(Exercise details)
What lines of the material below include the string "captures"? Copy all of them.

- Opening Delimiter -

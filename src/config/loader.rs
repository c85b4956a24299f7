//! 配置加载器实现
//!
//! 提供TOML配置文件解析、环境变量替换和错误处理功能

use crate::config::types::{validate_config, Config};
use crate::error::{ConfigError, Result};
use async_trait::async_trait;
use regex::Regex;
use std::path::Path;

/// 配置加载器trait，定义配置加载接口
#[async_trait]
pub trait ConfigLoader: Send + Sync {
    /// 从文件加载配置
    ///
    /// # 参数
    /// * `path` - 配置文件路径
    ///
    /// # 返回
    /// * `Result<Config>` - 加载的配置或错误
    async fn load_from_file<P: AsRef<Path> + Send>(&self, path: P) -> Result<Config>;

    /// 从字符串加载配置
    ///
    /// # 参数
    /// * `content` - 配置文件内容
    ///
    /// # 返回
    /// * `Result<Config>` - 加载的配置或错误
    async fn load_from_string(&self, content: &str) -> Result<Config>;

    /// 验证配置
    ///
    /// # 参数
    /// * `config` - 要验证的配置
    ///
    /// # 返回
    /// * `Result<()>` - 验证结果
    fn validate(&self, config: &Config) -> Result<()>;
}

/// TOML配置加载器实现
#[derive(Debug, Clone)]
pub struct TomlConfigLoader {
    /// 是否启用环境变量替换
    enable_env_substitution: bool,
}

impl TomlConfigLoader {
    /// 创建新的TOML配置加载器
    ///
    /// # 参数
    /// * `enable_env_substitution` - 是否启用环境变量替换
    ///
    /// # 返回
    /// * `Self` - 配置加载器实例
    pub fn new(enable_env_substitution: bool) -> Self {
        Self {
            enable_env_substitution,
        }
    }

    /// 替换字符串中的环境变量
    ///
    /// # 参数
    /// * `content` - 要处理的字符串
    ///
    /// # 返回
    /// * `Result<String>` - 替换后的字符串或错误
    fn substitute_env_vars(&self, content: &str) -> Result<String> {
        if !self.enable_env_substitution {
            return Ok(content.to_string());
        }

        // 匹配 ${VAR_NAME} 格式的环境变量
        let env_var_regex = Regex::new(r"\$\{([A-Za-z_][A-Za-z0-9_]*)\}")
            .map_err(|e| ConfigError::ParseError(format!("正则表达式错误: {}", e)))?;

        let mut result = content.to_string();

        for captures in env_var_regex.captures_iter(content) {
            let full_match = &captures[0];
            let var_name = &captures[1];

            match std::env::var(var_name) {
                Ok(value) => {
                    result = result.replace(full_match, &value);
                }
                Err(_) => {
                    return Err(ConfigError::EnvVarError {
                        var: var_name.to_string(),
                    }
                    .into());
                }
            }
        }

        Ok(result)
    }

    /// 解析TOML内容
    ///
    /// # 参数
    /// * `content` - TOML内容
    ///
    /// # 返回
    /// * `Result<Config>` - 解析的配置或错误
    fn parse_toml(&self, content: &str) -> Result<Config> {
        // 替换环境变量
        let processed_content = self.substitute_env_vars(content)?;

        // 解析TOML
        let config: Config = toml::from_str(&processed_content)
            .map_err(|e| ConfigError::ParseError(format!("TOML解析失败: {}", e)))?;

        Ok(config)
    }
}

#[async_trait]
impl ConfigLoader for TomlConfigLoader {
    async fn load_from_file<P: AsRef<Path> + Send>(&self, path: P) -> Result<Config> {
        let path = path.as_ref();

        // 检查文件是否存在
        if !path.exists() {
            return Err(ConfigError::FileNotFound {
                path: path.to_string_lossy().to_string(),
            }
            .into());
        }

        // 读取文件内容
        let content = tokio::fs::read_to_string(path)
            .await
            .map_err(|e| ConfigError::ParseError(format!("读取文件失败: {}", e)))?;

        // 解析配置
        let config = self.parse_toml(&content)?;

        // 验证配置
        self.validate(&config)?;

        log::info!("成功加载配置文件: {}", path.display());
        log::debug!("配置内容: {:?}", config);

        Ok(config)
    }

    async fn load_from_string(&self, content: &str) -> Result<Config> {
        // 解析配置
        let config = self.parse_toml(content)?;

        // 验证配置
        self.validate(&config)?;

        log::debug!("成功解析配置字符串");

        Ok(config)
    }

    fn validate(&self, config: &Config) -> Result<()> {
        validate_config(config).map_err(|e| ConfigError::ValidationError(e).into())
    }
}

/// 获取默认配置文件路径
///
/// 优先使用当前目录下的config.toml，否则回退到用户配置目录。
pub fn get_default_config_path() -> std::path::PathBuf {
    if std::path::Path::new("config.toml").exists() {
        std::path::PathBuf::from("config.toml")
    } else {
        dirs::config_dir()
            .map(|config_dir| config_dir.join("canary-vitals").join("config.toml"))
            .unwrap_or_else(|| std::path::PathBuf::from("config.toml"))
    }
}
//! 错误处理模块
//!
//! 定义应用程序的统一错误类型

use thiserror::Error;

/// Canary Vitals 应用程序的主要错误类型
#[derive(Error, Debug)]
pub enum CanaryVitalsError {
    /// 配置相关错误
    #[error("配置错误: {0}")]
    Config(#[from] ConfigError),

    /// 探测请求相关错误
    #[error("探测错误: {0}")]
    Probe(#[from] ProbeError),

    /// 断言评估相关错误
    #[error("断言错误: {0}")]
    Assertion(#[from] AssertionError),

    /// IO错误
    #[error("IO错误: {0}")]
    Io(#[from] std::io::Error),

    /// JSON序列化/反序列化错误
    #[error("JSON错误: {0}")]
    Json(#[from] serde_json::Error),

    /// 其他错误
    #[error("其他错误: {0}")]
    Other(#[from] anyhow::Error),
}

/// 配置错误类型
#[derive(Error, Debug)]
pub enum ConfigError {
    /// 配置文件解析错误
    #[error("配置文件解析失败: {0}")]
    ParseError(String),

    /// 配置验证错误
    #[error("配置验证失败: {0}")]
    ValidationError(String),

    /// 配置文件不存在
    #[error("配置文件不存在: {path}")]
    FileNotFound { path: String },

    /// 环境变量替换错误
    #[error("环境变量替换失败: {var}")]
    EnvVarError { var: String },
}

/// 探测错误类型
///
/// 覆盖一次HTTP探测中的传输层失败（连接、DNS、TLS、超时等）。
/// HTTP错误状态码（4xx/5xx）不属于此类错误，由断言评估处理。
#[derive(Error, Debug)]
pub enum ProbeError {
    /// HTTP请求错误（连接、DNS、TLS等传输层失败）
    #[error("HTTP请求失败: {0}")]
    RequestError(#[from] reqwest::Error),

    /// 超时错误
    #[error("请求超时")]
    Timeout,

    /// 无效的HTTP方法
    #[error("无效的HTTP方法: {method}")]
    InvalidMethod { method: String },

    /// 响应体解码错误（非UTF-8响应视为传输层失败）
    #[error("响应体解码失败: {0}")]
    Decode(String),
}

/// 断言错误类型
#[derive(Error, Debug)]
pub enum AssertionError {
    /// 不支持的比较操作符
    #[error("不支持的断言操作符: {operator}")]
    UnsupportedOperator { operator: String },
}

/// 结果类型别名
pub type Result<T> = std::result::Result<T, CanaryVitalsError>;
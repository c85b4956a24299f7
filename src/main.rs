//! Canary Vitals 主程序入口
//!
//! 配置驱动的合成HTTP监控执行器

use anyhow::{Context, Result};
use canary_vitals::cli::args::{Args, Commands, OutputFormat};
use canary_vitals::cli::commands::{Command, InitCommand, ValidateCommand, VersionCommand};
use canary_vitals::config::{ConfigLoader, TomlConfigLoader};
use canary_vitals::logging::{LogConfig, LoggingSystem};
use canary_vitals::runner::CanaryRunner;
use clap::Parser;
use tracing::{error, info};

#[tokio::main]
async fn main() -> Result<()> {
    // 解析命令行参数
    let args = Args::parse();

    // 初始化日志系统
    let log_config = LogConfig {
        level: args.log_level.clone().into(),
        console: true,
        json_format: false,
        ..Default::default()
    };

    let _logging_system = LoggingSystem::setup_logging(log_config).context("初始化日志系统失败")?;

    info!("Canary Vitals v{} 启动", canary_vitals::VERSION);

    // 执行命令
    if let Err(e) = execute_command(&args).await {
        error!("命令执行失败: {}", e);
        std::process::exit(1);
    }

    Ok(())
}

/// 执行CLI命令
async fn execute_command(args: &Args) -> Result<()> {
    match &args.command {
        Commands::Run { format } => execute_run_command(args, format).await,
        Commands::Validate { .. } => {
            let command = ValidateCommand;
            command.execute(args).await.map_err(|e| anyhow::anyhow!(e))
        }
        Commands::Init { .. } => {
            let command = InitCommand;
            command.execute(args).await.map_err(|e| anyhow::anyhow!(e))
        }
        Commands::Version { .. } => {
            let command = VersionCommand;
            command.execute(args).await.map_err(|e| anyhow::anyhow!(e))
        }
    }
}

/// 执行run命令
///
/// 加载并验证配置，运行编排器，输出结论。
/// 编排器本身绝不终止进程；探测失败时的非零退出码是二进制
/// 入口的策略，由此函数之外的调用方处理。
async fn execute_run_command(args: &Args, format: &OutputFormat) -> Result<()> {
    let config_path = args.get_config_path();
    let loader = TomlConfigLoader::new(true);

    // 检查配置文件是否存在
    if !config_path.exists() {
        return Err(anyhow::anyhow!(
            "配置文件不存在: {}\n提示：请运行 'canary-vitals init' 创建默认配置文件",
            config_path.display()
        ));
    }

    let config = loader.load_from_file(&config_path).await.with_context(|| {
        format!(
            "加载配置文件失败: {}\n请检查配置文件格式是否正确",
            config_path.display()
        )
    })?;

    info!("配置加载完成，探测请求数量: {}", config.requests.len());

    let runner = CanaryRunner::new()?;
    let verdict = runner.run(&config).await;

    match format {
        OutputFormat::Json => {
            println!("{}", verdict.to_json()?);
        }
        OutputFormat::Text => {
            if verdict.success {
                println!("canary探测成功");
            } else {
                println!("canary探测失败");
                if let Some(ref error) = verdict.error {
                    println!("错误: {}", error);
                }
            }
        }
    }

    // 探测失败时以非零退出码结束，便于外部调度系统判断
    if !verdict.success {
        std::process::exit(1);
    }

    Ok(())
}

- Closing Delimiter -

(Problem solution)
        for captures in env_var_regex.captures_iter(content) {
            let full_match = &captures[0];
            let var_name = &captures[1];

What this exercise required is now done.